育児を理由に転勤を拒否した場合の対応について

生活拠点の変更を伴う転勤は、従業員側に大きな負担が強いられます。しかし、転勤を実施しなければ、業務の活性化や発展はありません。基本的に、従業員は雇用契約で地域限定の契約以外は、転勤命令を拒否することはできないのです。

ただし、「正当な理由がある」場合は、転勤を拒否することも可能となります。この「正当な理由」とは具体的にどのようなことでしょうか?

これは、「子どもの養育のため」「親の介護が必要」等に該当した場合と言えるでしょう。確かに、育児介護休業法、第26条では、転勤命令を出す会社に対して以下の定めをしています。

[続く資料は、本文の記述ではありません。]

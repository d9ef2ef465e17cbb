use std::net::SocketAddr;
use std::sync::Arc;

use axum::Router;
use reqwest::StatusCode as HttpStatusCode;
use serde_json::json;
use tokio::net::TcpListener;
use tower_http::cors::CorsLayer;
use uuid::Uuid;

use server::routes::{self, quotes::SharedStore};
use service::errors::StoreError;
use service::quotes::{Quote, QuoteStore};
use service::storage::json_quote_store::JsonQuoteStore;

fn cors() -> CorsLayer {
    CorsLayer::very_permissive()
}

struct TestApp {
    base_url: String,
}

async fn start_server_with(store: SharedStore) -> anyhow::Result<TestApp> {
    let app: Router = routes::build_router(store, cors());
    let listener = TcpListener::bind((std::net::Ipv4Addr::LOCALHOST, 0)).await?;
    let addr: SocketAddr = listener.local_addr()?;
    let base_url = format!("http://{}:{}", addr.ip(), addr.port());

    tokio::spawn(async move {
        if let Err(e) = axum::serve(listener, app).await {
            eprintln!("server error: {}", e);
        }
    });

    Ok(TestApp { base_url })
}

async fn start_server() -> anyhow::Result<TestApp> {
    // Isolated data file per test run
    let data_path = format!("target/test-data/{}/quotes.json", Uuid::new_v4());
    let store: SharedStore = JsonQuoteStore::new(&data_path).await?;
    start_server_with(store).await
}

/// Store whose backing medium is permanently down.
struct FailingStore;

#[async_trait::async_trait]
impl QuoteStore for FailingStore {
    async fn list(&self) -> Result<Vec<Quote>, StoreError> {
        Err(StoreError::unavailable("data file unreachable"))
    }

    async fn get(&self, _id: u32) -> Result<Option<Quote>, StoreError> {
        Err(StoreError::unavailable("data file unreachable"))
    }

    async fn get_random(&self) -> Result<Option<Quote>, StoreError> {
        Err(StoreError::unavailable("data file unreachable"))
    }

    async fn create(&self, _quote: String, _author: String) -> Result<Quote, StoreError> {
        Err(StoreError::unavailable("data file unreachable"))
    }

    async fn update(
        &self,
        _id: u32,
        _quote: String,
        _author: String,
    ) -> Result<Option<Quote>, StoreError> {
        Err(StoreError::unavailable("data file unreachable"))
    }

    async fn delete(&self, _id: u32) -> Result<bool, StoreError> {
        Err(StoreError::unavailable("data file unreachable"))
    }
}

fn client() -> reqwest::Client {
    reqwest::Client::new()
}

#[tokio::test]
async fn e2e_health() -> anyhow::Result<()> {
    let app = start_server().await?;
    let res = client().get(format!("{}/health", app.base_url)).send().await?;
    assert_eq!(res.status(), HttpStatusCode::OK);
    let body = res.json::<serde_json::Value>().await?;
    assert_eq!(body["status"], "ok");
    Ok(())
}

#[tokio::test]
async fn e2e_quote_crud_round_trip() -> anyhow::Result<()> {
    let app = start_server().await?;
    let c = client();

    // Create
    let res = c
        .post(format!("{}/api/quotes", app.base_url))
        .json(&json!({"quote": "Simplicity is prerequisite for reliability.", "author": "Edsger Dijkstra"}))
        .send()
        .await?;
    assert_eq!(res.status(), HttpStatusCode::CREATED);
    let created = res.json::<serde_json::Value>().await?;
    let id = created["id"].as_u64().expect("assigned id");
    assert_eq!(created["author"], "Edsger Dijkstra");

    // List contains it
    let res = c.get(format!("{}/api/quotes", app.base_url)).send().await?;
    assert_eq!(res.status(), HttpStatusCode::OK);
    let list = res.json::<Vec<serde_json::Value>>().await?;
    assert!(list.iter().any(|q| q["id"] == created["id"]));

    // Get by id
    let res = c
        .get(format!("{}/api/quotes/{}", app.base_url, id))
        .send()
        .await?;
    assert_eq!(res.status(), HttpStatusCode::OK);
    assert_eq!(res.json::<serde_json::Value>().await?, created);

    // Update: 204, empty body, id unchanged
    let res = c
        .put(format!("{}/api/quotes/{}", app.base_url, id))
        .json(&json!({"quote": "Testing shows the presence of bugs.", "author": "Edsger W. Dijkstra"}))
        .send()
        .await?;
    assert_eq!(res.status(), HttpStatusCode::NO_CONTENT);
    assert!(res.text().await?.is_empty());

    let res = c
        .get(format!("{}/api/quotes/{}", app.base_url, id))
        .send()
        .await?;
    let updated = res.json::<serde_json::Value>().await?;
    assert_eq!(updated["id"], created["id"]);
    assert_eq!(updated["quote"], "Testing shows the presence of bugs.");
    assert_eq!(updated["author"], "Edsger W. Dijkstra");

    // Delete: 204, empty body, then gone
    let res = c
        .delete(format!("{}/api/quotes/{}", app.base_url, id))
        .send()
        .await?;
    assert_eq!(res.status(), HttpStatusCode::NO_CONTENT);
    assert!(res.text().await?.is_empty());

    let res = c
        .get(format!("{}/api/quotes/{}", app.base_url, id))
        .send()
        .await?;
    assert_eq!(res.status(), HttpStatusCode::NOT_FOUND);
    let body = res.json::<serde_json::Value>().await?;
    assert_eq!(body["message"], "Quote not found.");
    Ok(())
}

#[tokio::test]
async fn e2e_create_missing_field_is_rejected_without_side_effect() -> anyhow::Result<()> {
    let app = start_server().await?;
    let c = client();

    for bad in [
        json!({"quote": "no author"}),
        json!({"author": "no quote"}),
        json!({"quote": "", "author": "empty quote"}),
        json!({"quote": "empty author", "author": "  "}),
        json!({}),
    ] {
        let res = c
            .post(format!("{}/api/quotes", app.base_url))
            .json(&bad)
            .send()
            .await?;
        assert_eq!(res.status(), HttpStatusCode::BAD_REQUEST);
        let body = res.json::<serde_json::Value>().await?;
        assert_eq!(body["message"], "Missing quote or author.");
    }

    // nothing was persisted
    let res = c.get(format!("{}/api/quotes", app.base_url)).send().await?;
    let list = res.json::<Vec<serde_json::Value>>().await?;
    assert!(list.is_empty());
    Ok(())
}

#[tokio::test]
async fn e2e_put_and_delete_unknown_id() -> anyhow::Result<()> {
    let app = start_server().await?;
    let c = client();

    let res = c
        .put(format!("{}/api/quotes/424242", app.base_url))
        .json(&json!({"quote": "q", "author": "a"}))
        .send()
        .await?;
    assert_eq!(res.status(), HttpStatusCode::NOT_FOUND);
    let body = res.json::<serde_json::Value>().await?;
    assert_eq!(body["message"], "Quote Not Found");

    let res = c
        .delete(format!("{}/api/quotes/424242", app.base_url))
        .send()
        .await?;
    assert_eq!(res.status(), HttpStatusCode::NOT_FOUND);
    let body = res.json::<serde_json::Value>().await?;
    assert_eq!(body["message"], "Quote Not Found");

    // no collection change
    let res = c.get(format!("{}/api/quotes", app.base_url)).send().await?;
    let list = res.json::<Vec<serde_json::Value>>().await?;
    assert!(list.is_empty());
    Ok(())
}

#[tokio::test]
async fn e2e_random_quote() -> anyhow::Result<()> {
    let app = start_server().await?;
    let c = client();

    // Empty collection: 200 with a null body
    let res = c
        .get(format!("{}/api/quotes/quote/random", app.base_url))
        .send()
        .await?;
    assert_eq!(res.status(), HttpStatusCode::OK);
    assert!(res.json::<serde_json::Value>().await?.is_null());

    for i in 0..3 {
        let res = c
            .post(format!("{}/api/quotes", app.base_url))
            .json(&json!({"quote": format!("quote {i}"), "author": format!("author {i}")}))
            .send()
            .await?;
        assert_eq!(res.status(), HttpStatusCode::CREATED);
    }

    let res = c.get(format!("{}/api/quotes", app.base_url)).send().await?;
    let list = res.json::<Vec<serde_json::Value>>().await?;

    let res = c
        .get(format!("{}/api/quotes/quote/random", app.base_url))
        .send()
        .await?;
    assert_eq!(res.status(), HttpStatusCode::OK);
    let picked = res.json::<serde_json::Value>().await?;
    assert!(list.contains(&picked));
    Ok(())
}

#[tokio::test]
async fn e2e_store_failure_uses_terminal_envelope() -> anyhow::Result<()> {
    let app = start_server_with(Arc::new(FailingStore)).await?;
    let c = client();

    let res = c.get(format!("{}/api/quotes", app.base_url)).send().await?;
    assert_eq!(res.status(), HttpStatusCode::INTERNAL_SERVER_ERROR);
    let body = res.json::<serde_json::Value>().await?;
    assert_eq!(
        body["error"]["message"],
        "store unavailable: data file unreachable"
    );
    assert!(body.get("message").is_none());

    // the random and by-id reads funnel the same way
    let res = c
        .get(format!("{}/api/quotes/quote/random", app.base_url))
        .send()
        .await?;
    assert_eq!(res.status(), HttpStatusCode::INTERNAL_SERVER_ERROR);

    let res = c.get(format!("{}/api/quotes/1", app.base_url)).send().await?;
    assert_eq!(res.status(), HttpStatusCode::INTERNAL_SERVER_ERROR);
    let body = res.json::<serde_json::Value>().await?;
    assert_eq!(body["error"]["message"], "store unavailable: data file unreachable");
    Ok(())
}

#[tokio::test]
async fn e2e_malformed_body_still_answers_json() -> anyhow::Result<()> {
    let app = start_server().await?;
    let c = client();

    // body that is not JSON at all
    let res = c
        .post(format!("{}/api/quotes", app.base_url))
        .header("content-type", "application/json")
        .body("not json")
        .send()
        .await?;
    assert_eq!(res.status(), HttpStatusCode::BAD_REQUEST);
    let body = res.json::<serde_json::Value>().await?;
    assert_eq!(body["message"], "Missing quote or author.");

    // no body at all
    let res = c.post(format!("{}/api/quotes", app.base_url)).send().await?;
    assert_eq!(res.status(), HttpStatusCode::BAD_REQUEST);
    let body = res.json::<serde_json::Value>().await?;
    assert_eq!(body["message"], "Missing quote or author.");

    // the existence check still wins for updates
    let res = c
        .put(format!("{}/api/quotes/424242", app.base_url))
        .header("content-type", "application/json")
        .body("{{")
        .send()
        .await?;
    assert_eq!(res.status(), HttpStatusCode::NOT_FOUND);
    let body = res.json::<serde_json::Value>().await?;
    assert_eq!(body["message"], "Quote Not Found");
    Ok(())
}

#[tokio::test]
async fn e2e_unmatched_route_uses_terminal_envelope() -> anyhow::Result<()> {
    let app = start_server().await?;
    let c = client();

    for path in ["/api/nope", "/nope", "/api/quotes/1/extra"] {
        let res = c.get(format!("{}{}", app.base_url, path)).send().await?;
        assert_eq!(res.status(), HttpStatusCode::NOT_FOUND);
        let body = res.json::<serde_json::Value>().await?;
        // catch-all shape is distinguishable from the known-resource 404
        assert_eq!(body["error"]["message"], "Not Found");
        assert!(body.get("message").is_none());
    }
    Ok(())
}
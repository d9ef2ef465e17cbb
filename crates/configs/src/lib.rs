use anyhow::anyhow;
use anyhow::Result;
use serde::Deserialize;

#[derive(Debug, Clone, Deserialize, Default)]
pub struct AppConfig {
    #[serde(default)]
    pub server: ServerConfig,
    #[serde(default)]
    pub store: StoreConfig,
}

#[derive(Debug, Clone, Deserialize)]
pub struct ServerConfig {
    pub host: String,
    pub port: u16,
    #[serde(default)]
    pub worker_threads: Option<usize>,
}

impl Default for ServerConfig {
    fn default() -> Self {
        Self { host: "127.0.0.1".into(), port: 3000, worker_threads: Some(4) }
    }
}

#[derive(Debug, Clone, Deserialize)]
pub struct StoreConfig {
    #[serde(default = "default_data_path")]
    pub data_path: String,
}

impl Default for StoreConfig {
    fn default() -> Self {
        Self { data_path: default_data_path() }
    }
}

fn default_data_path() -> String {
    "data/quotes.json".to_string()
}

pub fn load_default() -> Result<AppConfig> {
    let path = std::env::var("CONFIG_PATH").unwrap_or_else(|_| "config.toml".to_string());
    load_from_file(&path)
}

pub fn load_from_file(path: &str) -> Result<AppConfig> {
    let content = std::fs::read_to_string(path)?;
    let cfg: AppConfig = toml::from_str(&content)?;
    Ok(cfg)
}

impl AppConfig {
    pub fn load_and_validate() -> Result<Self> {
        let mut cfg = load_default()?;
        cfg.normalize_and_validate()?;
        Ok(cfg)
    }

    pub fn normalize_and_validate(&mut self) -> Result<()> {
        self.server.normalize()?;
        self.store.normalize_from_env();
        self.store.validate()?;
        Ok(())
    }
}

impl ServerConfig {
    fn normalize(&mut self) -> Result<()> {
        if self.host.trim().is_empty() {
            self.host = "127.0.0.1".to_string();
        }
        if self.port == 0 {
            return Err(anyhow!("server.port must be in 1..=65535"));
        }
        if let Some(w) = self.worker_threads {
            if w == 0 { self.worker_threads = Some(4); }
        } else {
            self.worker_threads = Some(4);
        }
        Ok(())
    }
}

impl StoreConfig {
    pub fn normalize_from_env(&mut self) {
        // TOML value wins; fall back to env when unset
        if self.data_path.trim().is_empty() {
            if let Ok(path) = std::env::var("QUOTES_DATA_PATH") {
                self.data_path = path;
            }
        }
    }

    pub fn validate(&self) -> Result<()> {
        if self.data_path.trim().is_empty() {
            return Err(anyhow!("store.data_path is empty; set it in config.toml or QUOTES_DATA_PATH"));
        }
        Ok(())
    }
}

「当該労働者の子の養育または家族の介護の状況に配慮しなければならない」

だから、従業員が家族の事情で転勤拒否をしている場合、まずは従業員から話をよく聞いたうえで事情を把握し、転勤拒否を認めるか否かを慎重に検討してください。

この過程を省略して、従業員の転勤拒否を認めなかった場合、トラブルとなる可能性が高くなるでしょう。

例えば、育児介護休業法に定める調停などにおいて、「通常甘受すべき程度を著しく超える不利益を負わせる転勤命令」とされ、従業員の転勤拒否が認められる可能性があるのです。しかし、子の養育、親の介護に該当すれば、すべて、転勤を拒否することが可能なのでしょうか?

これに関する裁判があります。

NECソリューションイノベータ事件 大阪地裁 令和3年11月29日

  • Aは、NEC子会社の大阪オフィスで、郵便の仕訳の業務を行っていた。
  • 子会社の大阪オフィスは閉鎖が決まったので、会社はAを関東地区の事務所に着任するように命じた。
  • Aは着任を拒否したので、会社は数回の面談を実施した。(配転が難しい理由を聞いたが、詳細な説明はなかった)
  • 会社は、配転命令拒否は業務命令違反であるとして、Aを懲戒解雇した。
  • Aは「父子家庭」で、子は持病で頻繁に具合が悪くなり、母親も高齢で体調を崩し「転勤すると親戚の支援がなくなる」と拒否したとして、解雇取消や慰謝料を求めて訴えを起こした。

そして、裁判所は以下の判断をおこなったのです。

  • 配転命令と懲戒解雇はともに有効と判断した。
  • 配転命令は経営状況が厳しいなかで拠点を集約化して効率化を図るなどの必要性があった。
  • 他の不当な目的もなかった(会社側の主張が通った)。

この裁判を詳しくみてみましょう。

Aの家庭の事情については、転勤命令を出す際に会社は認識していなかったのです。

そして、会社とAの間では面談が数回あったが、Aは子供の持病や母の事情を話しておらず、面談を拒否し、自ら説明の機会を放棄したと判断されました。地裁は、仮に事情が伝わっていたとしても、配転は権利濫用に当たらないとしたのです。子供の通院は月に1回ほどで、母も要介護状態にないなど、配転に応じたとしても対応可能な範囲内だったと結論しました。そして、「通常甘受すべき程度を超える著しい不利益はない」としたのです。

配転に応じないAをこのまま放置すれば、企業秩序維持に支障を来すとして、懲戒解雇も有効と判断されました。多くの会社では、子供の病気や親等の介護と聞くと「転勤はNG」と判断しがちです。しかし、事例の裁判のように会社の事業所閉鎖等で、転勤が避けられないケースもあります。そんな時、今回の裁判の判断が参考になります。

それは、

  • 転勤しても、子の病気等への対応が可能
  • 親等の介護も対応できる

ということまで、転勤命令を出す前に検討して命じましょう。

このプロセスを明確化することで、転勤命令の正当性が高まり、仮に拒否された場合は懲戒処分を課すことのハードルが低くなるのです。また、どんな時でも転勤命令の前に、社員の家庭状況等を詳しく聞いて、転勤可能の有無を感情ではなく、客観的に判断しましょう。会社がやってはいけないことは、育児、介護に係わる社員は「転勤させない」と決めつけることです。他の社員の異動とバランスが悪くなり、不平や不満がくすぶり、人事異動の正当性が揺らいでしまうからです。個別の対応と全体のバランスを考えた人事異動を実施することが必要なのです。